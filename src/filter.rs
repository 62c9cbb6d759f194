//! row 이벤트 필터
//!
//! 필터는 row 이미지를 디코딩하기 전에 (연산, 스키마, 테이블)만 보고 결정한다.

use crate::error::{BoxError, CdcError, Result};
use crate::events::OperationType;
use regex::Regex;

/// 이벤트 수락 여부를 결정하는 인터페이스
pub trait Filter: Send {
    fn accept(
        &self,
        event_type: OperationType,
        schema: &str,
        table: &str,
    ) -> std::result::Result<bool, BoxError>;
}

impl<F> Filter for F
where
    F: Fn(OperationType, &str, &str) -> bool + Send,
{
    fn accept(
        &self,
        event_type: OperationType,
        schema: &str,
        table: &str,
    ) -> std::result::Result<bool, BoxError> {
        Ok(self(event_type, schema, table))
    }
}

/// 설정된 Filter 를 감싼다. 없으면 모두 수락.
#[derive(Default)]
pub struct EventFilter {
    inner: Option<Box<dyn Filter>>,
}

impl EventFilter {
    pub fn new(filter: Option<Box<dyn Filter>>) -> Self {
        EventFilter { inner: filter }
    }

    pub fn accept(&self, event_type: OperationType, schema: &str, table: &str) -> Result<bool> {
        match &self.inner {
            Some(filter) => filter
                .accept(event_type, schema, table)
                .map_err(CdcError::CollaboratorError),
            None => Ok(true),
        }
    }
}

impl std::fmt::Debug for EventFilter {
    fn fmt(&self, f: &mut std::fmt::Formatter<'_>) -> std::fmt::Result {
        f.debug_struct("EventFilter")
            .field("configured", &self.inner.is_some())
            .finish()
    }
}

/// `schema.table` 이름에 대한 정규식 include/exclude 필터
///
/// 패턴은 전체 이름에 대해 대소문자 구분 없이 매칭된다.
/// include 가 비어 있으면 모든 테이블이 후보이며, exclude 가 항상 우선한다.
#[derive(Debug, Clone, Default)]
pub struct RegexFilter {
    include: Vec<Regex>,
    exclude: Vec<Regex>,
    operations: Option<Vec<OperationType>>,
}

impl RegexFilter {
    pub fn new() -> Self {
        Self::default()
    }

    pub fn include(mut self, pattern: &str) -> Result<Self> {
        self.include.push(compile(pattern)?);
        Ok(self)
    }

    pub fn exclude(mut self, pattern: &str) -> Result<Self> {
        self.exclude.push(compile(pattern)?);
        Ok(self)
    }

    /// 지정한 연산만 수락
    pub fn operations(mut self, operations: &[OperationType]) -> Self {
        self.operations = Some(operations.to_vec());
        self
    }

    pub fn matches(&self, event_type: OperationType, schema: &str, table: &str) -> bool {
        if let Some(operations) = &self.operations {
            if !operations.contains(&event_type) {
                return false;
            }
        }

        let name = format!("{}.{}", schema, table);
        if self.exclude.iter().any(|re| re.is_match(&name)) {
            return false;
        }
        self.include.is_empty() || self.include.iter().any(|re| re.is_match(&name))
    }
}

impl Filter for RegexFilter {
    fn accept(
        &self,
        event_type: OperationType,
        schema: &str,
        table: &str,
    ) -> std::result::Result<bool, BoxError> {
        Ok(self.matches(event_type, schema, table))
    }
}

fn compile(pattern: &str) -> Result<Regex> {
    Ok(Regex::new(&format!("(?i)^(?:{})$", pattern))?)
}

#[cfg(test)]
mod tests {
    use super::*;
    use std::fmt;

    #[derive(Debug)]
    struct Rejected;

    impl fmt::Display for Rejected {
        fn fmt(&self, f: &mut fmt::Formatter<'_>) -> fmt::Result {
            f.write_str("filter backend unavailable")
        }
    }

    impl std::error::Error for Rejected {}

    struct FailingFilter;

    impl Filter for FailingFilter {
        fn accept(&self, _: OperationType, _: &str, _: &str) -> std::result::Result<bool, BoxError> {
            Err(Box::new(Rejected))
        }
    }

    #[test]
    fn test_default_accepts_everything() {
        let filter = EventFilter::default();
        assert!(filter.accept(OperationType::Delete, "any", "thing").unwrap());
    }

    #[test]
    fn test_closure_filter() {
        let filter = EventFilter::new(Some(Box::new(|op: OperationType, _: &str, table: &str| {
            op == OperationType::Insert && table == "users"
        })));
        assert!(filter.accept(OperationType::Insert, "app", "users").unwrap());
        assert!(!filter.accept(OperationType::Update, "app", "users").unwrap());
        assert!(!filter.accept(OperationType::Insert, "app", "orders").unwrap());
    }

    #[test]
    fn test_filter_error_is_passed_through() {
        let filter = EventFilter::new(Some(Box::new(FailingFilter)));
        match filter.accept(OperationType::Insert, "app", "users") {
            Err(CdcError::CollaboratorError(err)) => assert!(err.downcast_ref::<Rejected>().is_some()),
            other => panic!("unexpected {:?}", other),
        }
    }

    #[test]
    fn test_regex_filter() {
        let filter = RegexFilter::new()
            .include(r"app\..*")
            .unwrap()
            .exclude(r"app\.audit_.*")
            .unwrap();

        assert!(filter.matches(OperationType::Insert, "app", "users"));
        assert!(filter.matches(OperationType::Delete, "APP", "Users"));
        assert!(!filter.matches(OperationType::Insert, "app", "audit_log"));
        assert!(!filter.matches(OperationType::Insert, "other", "users"));
    }

    #[test]
    fn test_regex_filter_operations() {
        let filter = RegexFilter::new().operations(&[OperationType::Update]);
        assert!(filter.matches(OperationType::Update, "a", "b"));
        assert!(!filter.matches(OperationType::Insert, "a", "b"));
    }

    #[test]
    fn test_invalid_pattern() {
        assert!(matches!(
            RegexFilter::new().include("(unclosed"),
            Err(CdcError::FilterError(_))
        ));
    }
}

* _What you have to do_
Where in the entries does the word "Result" occur? Copy out each line that has it.

* _Exercise output_
use crate::error::{BoxError, CdcError, Result};
    ) -> std::result::Result<bool, BoxError>;
    ) -> std::result::Result<bool, BoxError> {
    pub fn accept(&self, event_type: OperationType, schema: &str, table: &str) -> Result<bool> {
    fn fmt(&self, f: &mut std::fmt::Formatter<'_>) -> std::fmt::Result {
    pub fn include(mut self, pattern: &str) -> Result<Self> {
    pub fn exclude(mut self, pattern: &str) -> Result<Self> {
    ) -> std::result::Result<bool, BoxError> {
fn compile(pattern: &str) -> Result<Regex> {
        fn fmt(&self, f: &mut fmt::Formatter<'_>) -> fmt::Result {
        fn accept(&self, _: OperationType, _: &str, _: &str) -> std::result::Result<bool, BoxError> {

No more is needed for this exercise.